▼▼▼
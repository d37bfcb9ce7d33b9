//! History storage
//!
//! Histories are append-only, so the store only ever appends events to a run
//! and loads them back. The engine writes each event once, after the state
//! change it records has been applied; on restart every stored run is
//! rebuilt from its events.

use serde::{Deserialize, Serialize};
use std::collections::HashMap;
use std::io::{BufRead, BufReader, Write};
use std::path::PathBuf;
use std::sync::{Arc, Mutex};
use workflow_types::{HistoryEvent, RunId, WorkflowError, WorkflowResult};

/// Storage backend selection
#[derive(Debug, Clone, Default, PartialEq, Serialize, Deserialize)]
#[serde(tag = "type", rename_all = "lowercase")]
pub enum StoreConfig {
    /// Histories live only as long as the process
    #[default]
    Memory,
    /// One JSON-lines file per run under `path`
    File { path: String },
}

impl StoreConfig {
    pub fn open(&self) -> WorkflowResult<Arc<dyn HistoryStore>> {
        match self {
            Self::Memory => Ok(Arc::new(MemoryHistoryStore::new())),
            Self::File { path } => Ok(Arc::new(FileHistoryStore::new(PathBuf::from(path))?)),
        }
    }
}

/// Append-only storage of execution histories
pub trait HistoryStore: Send + Sync {
    /// Append events to the history of `run_id`
    fn append(&self, run_id: &RunId, events: &[HistoryEvent]) -> WorkflowResult<()>;

    /// All events of `run_id`, oldest first
    fn load(&self, run_id: &RunId) -> WorkflowResult<Vec<HistoryEvent>>;

    /// Every run with a stored history
    fn list_runs(&self) -> WorkflowResult<Vec<RunId>>;
}

// ---- In-memory storage ----

#[derive(Debug, Default)]
pub struct MemoryHistoryStore {
    histories: Mutex<HashMap<RunId, Vec<HistoryEvent>>>,
}

impl MemoryHistoryStore {
    pub fn new() -> Self {
        Self::default()
    }
}

impl HistoryStore for MemoryHistoryStore {
    fn append(&self, run_id: &RunId, events: &[HistoryEvent]) -> WorkflowResult<()> {
        let mut histories = self
            .histories
            .lock()
            .map_err(|_| WorkflowError::Storage("history lock poisoned".into()))?;
        histories
            .entry(run_id.clone())
            .or_default()
            .extend_from_slice(events);
        Ok(())
    }

    fn load(&self, run_id: &RunId) -> WorkflowResult<Vec<HistoryEvent>> {
        let histories = self
            .histories
            .lock()
            .map_err(|_| WorkflowError::Storage("history lock poisoned".into()))?;
        histories
            .get(run_id)
            .cloned()
            .ok_or_else(|| WorkflowError::RunNotFound(run_id.clone()))
    }

    fn list_runs(&self) -> WorkflowResult<Vec<RunId>> {
        let histories = self
            .histories
            .lock()
            .map_err(|_| WorkflowError::Storage("history lock poisoned".into()))?;
        Ok(histories.keys().cloned().collect())
    }
}

// ---- File-backed storage ----

const HISTORY_EXTENSION: &str = "jsonl";

/// Stores each history as `<run id>.jsonl`, one event per line
#[derive(Debug)]
pub struct FileHistoryStore {
    data_dir: PathBuf,
    /// Serializes writers within this process
    write_lock: Mutex<()>,
}

impl FileHistoryStore {
    pub fn new(data_dir: PathBuf) -> WorkflowResult<Self> {
        std::fs::create_dir_all(&data_dir)?;
        tracing::info!(path = %data_dir.display(), "File history store opened");
        Ok(Self {
            data_dir,
            write_lock: Mutex::new(()),
        })
    }

    fn history_path(&self, run_id: &RunId) -> PathBuf {
        self.data_dir
            .join(format!("{}.{}", run_id.as_str(), HISTORY_EXTENSION))
    }
}

impl HistoryStore for FileHistoryStore {
    fn append(&self, run_id: &RunId, events: &[HistoryEvent]) -> WorkflowResult<()> {
        if events.is_empty() {
            return Ok(());
        }
        let _guard = self
            .write_lock
            .lock()
            .map_err(|_| WorkflowError::Storage("write lock poisoned".into()))?;

        let mut buf = Vec::new();
        for event in events {
            serde_json::to_writer(&mut buf, event)?;
            buf.push(b'\n');
        }
        let mut file = std::fs::OpenOptions::new()
            .create(true)
            .append(true)
            .open(self.history_path(run_id))?;
        file.write_all(&buf)?;
        file.sync_data()?;
        Ok(())
    }

    fn load(&self, run_id: &RunId) -> WorkflowResult<Vec<HistoryEvent>> {
        let path = self.history_path(run_id);
        let file = match std::fs::File::open(&path) {
            Ok(file) => file,
            Err(e) if e.kind() == std::io::ErrorKind::NotFound => {
                return Err(WorkflowError::RunNotFound(run_id.clone()))
            }
            Err(e) => return Err(e.into()),
        };

        let mut events = Vec::new();
        for (index, line) in BufReader::new(file).lines().enumerate() {
            let line = line?;
            if line.trim().is_empty() {
                continue;
            }
            let event: HistoryEvent = serde_json::from_str(&line).map_err(|e| {
                WorkflowError::HistoryCorrupted(format!(
                    "{} line {}: {}",
                    path.display(),
                    index + 1,
                    e
                ))
            })?;
            events.push(event);
        }
        Ok(events)
    }

    fn list_runs(&self) -> WorkflowResult<Vec<RunId>> {
        let mut runs = Vec::new();
        for entry in std::fs::read_dir(&self.data_dir)? {
            let path = entry?.path();
            if path.extension().and_then(|e| e.to_str()) != Some(HISTORY_EXTENSION) {
                continue;
            }
            if let Some(stem) = path.file_stem().and_then(|s| s.to_str()) {
                runs.push(RunId::new(stem));
            }
        }
        runs.sort();
        Ok(runs)
    }
}

#[cfg(test)]
mod tests {
    use super::*;
    use workflow_types::{EventKind, History, TaskQueueName, WorkflowId, WorkflowType};

    fn sample_history() -> History {
        let mut history = History::new();
        history.append(EventKind::WorkflowExecutionStarted {
            workflow_type: WorkflowType::new("GreetingWorkflow"),
            workflow_id: WorkflowId::new("HelloActivityWorkflow"),
            task_queue: TaskQueueName::new("HelloActivityTaskQueue"),
            input: serde_json::json!("World"),
            parent: None,
            execution_timeout: None,
        });
        history.append(EventKind::TimerFired { seq: 1 });
        history
    }

    #[test]
    fn test_memory_store_appends_in_order() {
        let store = MemoryHistoryStore::new();
        let run = RunId::new("run-1");
        let history = sample_history();
        store.append(&run, &history.events()[..1]).unwrap();
        store.append(&run, &history.events()[1..]).unwrap();

        assert_eq!(store.load(&run).unwrap(), history.events());
        assert_eq!(store.list_runs().unwrap(), vec![run]);
    }

    #[test]
    fn test_unknown_run_is_not_found() {
        let store = MemoryHistoryStore::new();
        assert!(matches!(
            store.load(&RunId::new("missing")),
            Err(WorkflowError::RunNotFound(_))
        ));
    }

    #[test]
    fn test_file_store_survives_reopen() {
        let dir = tempfile::tempdir().unwrap();
        let run = RunId::new("run-1");
        let history = sample_history();
        {
            let store = FileHistoryStore::new(dir.path().to_path_buf()).unwrap();
            store.append(&run, history.events()).unwrap();
        }

        let reopened = FileHistoryStore::new(dir.path().to_path_buf()).unwrap();
        assert_eq!(reopened.list_runs().unwrap(), vec![run.clone()]);
        let events = reopened.load(&run).unwrap();
        assert_eq!(History::from_events(events).unwrap(), history);
    }

    #[test]
    fn test_file_store_reports_corrupt_line() {
        let dir = tempfile::tempdir().unwrap();
        std::fs::write(dir.path().join("broken.jsonl"), "{not json}\n").unwrap();
        let store = FileHistoryStore::new(dir.path().to_path_buf()).unwrap();
        assert!(matches!(
            store.load(&RunId::new("broken")),
            Err(WorkflowError::HistoryCorrupted(_))
        ));
    }

    #[test]
    fn test_store_config_opens_backend() {
        let dir = tempfile::tempdir().unwrap();
        let config = StoreConfig::File {
            path: dir.path().join("histories").to_string_lossy().into_owned(),
        };
        let store = config.open().unwrap();
        assert!(store.list_runs().unwrap().is_empty());
    }
}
▲▲▲
» What you need to do: Look through the records and gather every line containing "None".

» Result of the exercise:
            parent: None,
            execution_timeout: None,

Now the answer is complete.